(Dataset entries)
____________________

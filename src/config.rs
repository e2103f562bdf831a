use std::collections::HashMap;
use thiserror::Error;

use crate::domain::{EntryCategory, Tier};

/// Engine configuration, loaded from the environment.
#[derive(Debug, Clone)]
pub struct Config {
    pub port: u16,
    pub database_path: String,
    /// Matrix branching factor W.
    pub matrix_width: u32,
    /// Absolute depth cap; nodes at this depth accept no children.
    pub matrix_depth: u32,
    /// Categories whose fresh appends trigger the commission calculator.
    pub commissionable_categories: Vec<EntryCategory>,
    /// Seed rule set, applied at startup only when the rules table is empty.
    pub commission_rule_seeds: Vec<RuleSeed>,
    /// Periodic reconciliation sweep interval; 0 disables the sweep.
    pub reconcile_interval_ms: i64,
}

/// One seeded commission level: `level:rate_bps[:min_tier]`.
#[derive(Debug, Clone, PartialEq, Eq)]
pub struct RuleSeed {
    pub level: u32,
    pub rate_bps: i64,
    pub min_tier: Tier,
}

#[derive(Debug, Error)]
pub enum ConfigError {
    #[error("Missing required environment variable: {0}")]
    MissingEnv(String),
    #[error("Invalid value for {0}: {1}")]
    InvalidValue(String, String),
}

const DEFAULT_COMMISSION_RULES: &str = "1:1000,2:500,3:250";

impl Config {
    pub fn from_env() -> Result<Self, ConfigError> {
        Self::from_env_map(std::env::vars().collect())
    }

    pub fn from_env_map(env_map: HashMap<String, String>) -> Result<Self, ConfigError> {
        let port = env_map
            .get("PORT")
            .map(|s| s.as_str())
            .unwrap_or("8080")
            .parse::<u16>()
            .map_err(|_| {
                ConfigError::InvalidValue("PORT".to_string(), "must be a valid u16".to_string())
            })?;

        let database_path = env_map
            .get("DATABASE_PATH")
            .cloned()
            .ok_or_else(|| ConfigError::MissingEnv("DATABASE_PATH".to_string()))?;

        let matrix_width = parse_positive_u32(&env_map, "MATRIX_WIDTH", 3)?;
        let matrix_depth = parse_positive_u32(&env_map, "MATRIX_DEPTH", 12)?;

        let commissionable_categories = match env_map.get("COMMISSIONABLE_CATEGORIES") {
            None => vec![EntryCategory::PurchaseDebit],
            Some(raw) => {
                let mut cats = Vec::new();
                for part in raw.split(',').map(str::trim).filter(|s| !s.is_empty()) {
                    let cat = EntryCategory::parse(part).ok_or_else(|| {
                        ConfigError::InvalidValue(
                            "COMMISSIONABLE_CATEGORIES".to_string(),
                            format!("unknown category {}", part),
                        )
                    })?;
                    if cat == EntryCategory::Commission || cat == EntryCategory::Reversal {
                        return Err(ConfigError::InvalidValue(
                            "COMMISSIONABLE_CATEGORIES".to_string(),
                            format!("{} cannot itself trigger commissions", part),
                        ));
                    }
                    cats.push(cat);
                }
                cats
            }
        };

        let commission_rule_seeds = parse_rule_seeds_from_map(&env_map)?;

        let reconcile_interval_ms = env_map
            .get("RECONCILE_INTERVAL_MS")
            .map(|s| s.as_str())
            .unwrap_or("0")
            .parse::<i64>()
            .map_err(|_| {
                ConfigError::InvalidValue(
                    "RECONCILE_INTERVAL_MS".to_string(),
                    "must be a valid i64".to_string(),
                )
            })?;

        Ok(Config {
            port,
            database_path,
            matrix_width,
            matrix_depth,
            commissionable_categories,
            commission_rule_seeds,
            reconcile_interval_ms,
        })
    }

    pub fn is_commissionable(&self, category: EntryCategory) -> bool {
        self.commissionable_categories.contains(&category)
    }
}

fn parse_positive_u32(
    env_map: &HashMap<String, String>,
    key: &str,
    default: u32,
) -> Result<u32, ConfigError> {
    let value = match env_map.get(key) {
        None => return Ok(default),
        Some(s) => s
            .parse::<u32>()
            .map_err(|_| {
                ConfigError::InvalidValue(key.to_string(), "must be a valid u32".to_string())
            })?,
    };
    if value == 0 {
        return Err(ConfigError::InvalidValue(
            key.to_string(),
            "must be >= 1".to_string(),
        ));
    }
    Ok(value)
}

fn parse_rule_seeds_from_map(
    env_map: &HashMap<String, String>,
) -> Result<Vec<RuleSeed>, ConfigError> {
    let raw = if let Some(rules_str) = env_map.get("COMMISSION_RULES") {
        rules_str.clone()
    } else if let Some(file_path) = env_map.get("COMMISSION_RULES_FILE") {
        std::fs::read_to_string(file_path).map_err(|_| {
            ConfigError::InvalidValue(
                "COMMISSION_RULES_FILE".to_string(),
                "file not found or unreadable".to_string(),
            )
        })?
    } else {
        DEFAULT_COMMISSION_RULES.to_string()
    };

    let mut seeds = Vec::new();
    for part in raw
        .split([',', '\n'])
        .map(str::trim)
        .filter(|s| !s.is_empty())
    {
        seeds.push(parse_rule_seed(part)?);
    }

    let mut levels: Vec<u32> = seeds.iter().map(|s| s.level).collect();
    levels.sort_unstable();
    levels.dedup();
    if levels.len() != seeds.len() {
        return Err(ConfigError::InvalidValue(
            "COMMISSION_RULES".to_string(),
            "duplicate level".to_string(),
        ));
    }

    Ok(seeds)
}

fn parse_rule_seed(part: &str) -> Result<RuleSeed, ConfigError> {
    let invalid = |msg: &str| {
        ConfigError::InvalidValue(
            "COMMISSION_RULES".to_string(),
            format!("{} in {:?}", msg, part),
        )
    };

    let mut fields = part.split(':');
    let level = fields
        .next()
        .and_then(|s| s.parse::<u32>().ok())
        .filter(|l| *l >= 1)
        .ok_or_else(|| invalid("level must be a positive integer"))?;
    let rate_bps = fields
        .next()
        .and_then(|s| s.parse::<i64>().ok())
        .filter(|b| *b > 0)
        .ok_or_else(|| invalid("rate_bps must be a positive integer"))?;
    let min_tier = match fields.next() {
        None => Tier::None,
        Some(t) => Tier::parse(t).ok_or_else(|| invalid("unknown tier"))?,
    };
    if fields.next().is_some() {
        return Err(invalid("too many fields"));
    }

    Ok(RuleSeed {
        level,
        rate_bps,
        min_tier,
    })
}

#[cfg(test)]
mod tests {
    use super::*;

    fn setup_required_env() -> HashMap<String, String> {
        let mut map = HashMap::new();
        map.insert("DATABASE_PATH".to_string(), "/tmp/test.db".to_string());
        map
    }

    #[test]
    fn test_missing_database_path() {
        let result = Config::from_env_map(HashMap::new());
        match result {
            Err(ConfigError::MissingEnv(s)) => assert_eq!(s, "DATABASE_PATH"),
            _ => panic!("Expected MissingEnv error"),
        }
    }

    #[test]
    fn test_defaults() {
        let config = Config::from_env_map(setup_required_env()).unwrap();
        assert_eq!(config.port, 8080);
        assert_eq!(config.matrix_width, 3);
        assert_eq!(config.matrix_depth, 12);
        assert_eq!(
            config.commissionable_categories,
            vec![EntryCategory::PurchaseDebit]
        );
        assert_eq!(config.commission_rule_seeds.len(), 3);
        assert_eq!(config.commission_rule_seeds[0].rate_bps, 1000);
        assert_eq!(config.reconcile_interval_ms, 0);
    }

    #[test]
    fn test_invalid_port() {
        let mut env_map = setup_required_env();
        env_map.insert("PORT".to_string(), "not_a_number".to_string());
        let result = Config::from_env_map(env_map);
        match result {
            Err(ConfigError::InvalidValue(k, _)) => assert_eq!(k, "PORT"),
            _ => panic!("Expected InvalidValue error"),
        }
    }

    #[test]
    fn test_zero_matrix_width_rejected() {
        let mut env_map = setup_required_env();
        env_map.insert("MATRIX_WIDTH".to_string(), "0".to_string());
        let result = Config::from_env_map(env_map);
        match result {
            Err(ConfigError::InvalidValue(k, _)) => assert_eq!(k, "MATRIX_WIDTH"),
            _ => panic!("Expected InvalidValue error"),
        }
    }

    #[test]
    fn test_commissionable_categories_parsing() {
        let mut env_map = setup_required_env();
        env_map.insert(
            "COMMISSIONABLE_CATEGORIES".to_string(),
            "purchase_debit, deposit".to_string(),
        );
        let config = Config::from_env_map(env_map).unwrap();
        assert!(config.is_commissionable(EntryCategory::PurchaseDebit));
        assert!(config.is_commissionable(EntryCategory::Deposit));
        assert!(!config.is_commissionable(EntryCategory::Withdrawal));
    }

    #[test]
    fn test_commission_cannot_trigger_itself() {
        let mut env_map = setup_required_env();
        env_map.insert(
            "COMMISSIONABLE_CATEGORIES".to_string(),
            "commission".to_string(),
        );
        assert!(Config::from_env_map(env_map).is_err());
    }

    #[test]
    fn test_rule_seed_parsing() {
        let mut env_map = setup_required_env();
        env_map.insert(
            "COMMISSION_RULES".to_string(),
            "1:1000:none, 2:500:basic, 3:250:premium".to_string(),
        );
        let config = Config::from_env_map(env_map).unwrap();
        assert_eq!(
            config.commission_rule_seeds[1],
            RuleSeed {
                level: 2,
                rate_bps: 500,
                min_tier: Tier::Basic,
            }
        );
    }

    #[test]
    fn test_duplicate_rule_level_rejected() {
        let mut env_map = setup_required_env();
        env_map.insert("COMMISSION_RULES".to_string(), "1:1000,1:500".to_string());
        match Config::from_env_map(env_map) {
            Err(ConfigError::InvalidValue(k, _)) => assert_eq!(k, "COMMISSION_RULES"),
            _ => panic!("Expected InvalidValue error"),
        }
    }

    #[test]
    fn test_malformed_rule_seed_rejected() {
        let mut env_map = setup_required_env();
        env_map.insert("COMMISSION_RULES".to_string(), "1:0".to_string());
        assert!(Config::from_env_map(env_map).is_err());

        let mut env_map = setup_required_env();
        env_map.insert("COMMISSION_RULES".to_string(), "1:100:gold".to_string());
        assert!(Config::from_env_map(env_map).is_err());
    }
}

____________________

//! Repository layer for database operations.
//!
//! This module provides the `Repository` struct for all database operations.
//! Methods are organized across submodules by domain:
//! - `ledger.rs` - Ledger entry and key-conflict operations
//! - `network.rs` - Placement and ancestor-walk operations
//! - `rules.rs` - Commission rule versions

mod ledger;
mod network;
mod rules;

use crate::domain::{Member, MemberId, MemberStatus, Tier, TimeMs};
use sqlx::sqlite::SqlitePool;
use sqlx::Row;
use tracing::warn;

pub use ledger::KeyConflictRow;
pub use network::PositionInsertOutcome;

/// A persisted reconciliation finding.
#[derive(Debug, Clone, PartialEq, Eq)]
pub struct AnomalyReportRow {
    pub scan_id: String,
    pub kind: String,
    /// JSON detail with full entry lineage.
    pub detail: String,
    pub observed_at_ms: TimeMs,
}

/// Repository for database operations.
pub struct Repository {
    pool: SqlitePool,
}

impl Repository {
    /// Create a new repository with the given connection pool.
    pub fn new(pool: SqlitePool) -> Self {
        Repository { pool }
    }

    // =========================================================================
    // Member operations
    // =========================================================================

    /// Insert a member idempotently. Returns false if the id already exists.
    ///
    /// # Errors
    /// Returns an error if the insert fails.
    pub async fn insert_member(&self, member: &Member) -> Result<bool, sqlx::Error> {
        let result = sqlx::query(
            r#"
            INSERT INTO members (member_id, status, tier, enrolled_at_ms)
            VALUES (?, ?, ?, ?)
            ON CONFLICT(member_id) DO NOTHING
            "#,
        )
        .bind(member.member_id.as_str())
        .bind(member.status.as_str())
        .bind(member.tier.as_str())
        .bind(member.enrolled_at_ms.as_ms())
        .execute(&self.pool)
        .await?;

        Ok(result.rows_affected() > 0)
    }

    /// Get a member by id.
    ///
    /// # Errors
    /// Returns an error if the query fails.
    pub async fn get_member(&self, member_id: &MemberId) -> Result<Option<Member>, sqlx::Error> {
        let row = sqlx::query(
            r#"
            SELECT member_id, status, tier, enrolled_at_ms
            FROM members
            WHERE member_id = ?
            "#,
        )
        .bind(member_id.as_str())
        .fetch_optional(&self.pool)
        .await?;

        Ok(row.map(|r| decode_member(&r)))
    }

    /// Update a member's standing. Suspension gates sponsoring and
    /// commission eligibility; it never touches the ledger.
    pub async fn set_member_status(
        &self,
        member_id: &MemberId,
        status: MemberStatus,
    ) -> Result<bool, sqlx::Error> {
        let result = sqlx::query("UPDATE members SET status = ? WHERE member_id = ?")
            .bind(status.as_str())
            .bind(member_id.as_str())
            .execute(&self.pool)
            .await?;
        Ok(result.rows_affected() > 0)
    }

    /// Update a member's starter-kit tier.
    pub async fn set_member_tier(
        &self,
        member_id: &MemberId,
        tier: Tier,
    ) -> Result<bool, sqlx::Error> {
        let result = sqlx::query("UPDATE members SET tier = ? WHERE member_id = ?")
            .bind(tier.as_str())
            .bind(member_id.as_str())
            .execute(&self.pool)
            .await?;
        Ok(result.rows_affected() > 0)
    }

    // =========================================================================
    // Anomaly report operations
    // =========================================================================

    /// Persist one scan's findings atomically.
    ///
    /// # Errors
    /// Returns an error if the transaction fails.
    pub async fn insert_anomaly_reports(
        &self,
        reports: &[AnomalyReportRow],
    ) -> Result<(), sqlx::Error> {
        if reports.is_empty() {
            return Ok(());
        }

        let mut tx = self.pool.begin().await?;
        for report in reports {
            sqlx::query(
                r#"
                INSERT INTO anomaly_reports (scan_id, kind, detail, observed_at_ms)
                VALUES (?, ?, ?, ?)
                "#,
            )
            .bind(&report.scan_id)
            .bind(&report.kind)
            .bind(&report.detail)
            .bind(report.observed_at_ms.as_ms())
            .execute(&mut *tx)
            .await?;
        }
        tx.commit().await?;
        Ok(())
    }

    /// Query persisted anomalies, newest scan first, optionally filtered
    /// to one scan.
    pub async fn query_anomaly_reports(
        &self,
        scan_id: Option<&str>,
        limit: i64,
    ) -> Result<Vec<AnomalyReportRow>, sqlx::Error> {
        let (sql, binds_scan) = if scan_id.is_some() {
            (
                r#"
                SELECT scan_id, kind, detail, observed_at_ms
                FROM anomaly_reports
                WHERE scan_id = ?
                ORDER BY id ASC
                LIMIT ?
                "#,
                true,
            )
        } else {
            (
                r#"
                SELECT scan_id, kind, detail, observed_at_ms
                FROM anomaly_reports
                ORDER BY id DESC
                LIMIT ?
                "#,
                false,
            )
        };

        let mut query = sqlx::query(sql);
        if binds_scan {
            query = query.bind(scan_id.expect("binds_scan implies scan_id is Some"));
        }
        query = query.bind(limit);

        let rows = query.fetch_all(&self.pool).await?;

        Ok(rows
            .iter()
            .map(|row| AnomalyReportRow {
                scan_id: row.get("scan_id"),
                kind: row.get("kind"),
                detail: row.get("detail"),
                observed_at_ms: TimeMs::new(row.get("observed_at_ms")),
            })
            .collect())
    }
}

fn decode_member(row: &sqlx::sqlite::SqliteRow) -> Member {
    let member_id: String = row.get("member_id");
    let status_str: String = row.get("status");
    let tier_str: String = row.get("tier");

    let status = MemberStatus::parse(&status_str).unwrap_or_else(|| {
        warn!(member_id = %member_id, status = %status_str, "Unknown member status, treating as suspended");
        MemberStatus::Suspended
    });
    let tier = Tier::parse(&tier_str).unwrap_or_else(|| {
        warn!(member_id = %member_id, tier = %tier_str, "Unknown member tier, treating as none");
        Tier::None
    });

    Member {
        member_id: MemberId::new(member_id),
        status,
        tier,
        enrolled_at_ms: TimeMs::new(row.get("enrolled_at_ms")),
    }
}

____________________

Search the lines above for the string "execute" and copy each line that has it.

        .execute(&self.pool)
            .execute(&self.pool)
            .execute(&self.pool)
            .execute(&mut *tx)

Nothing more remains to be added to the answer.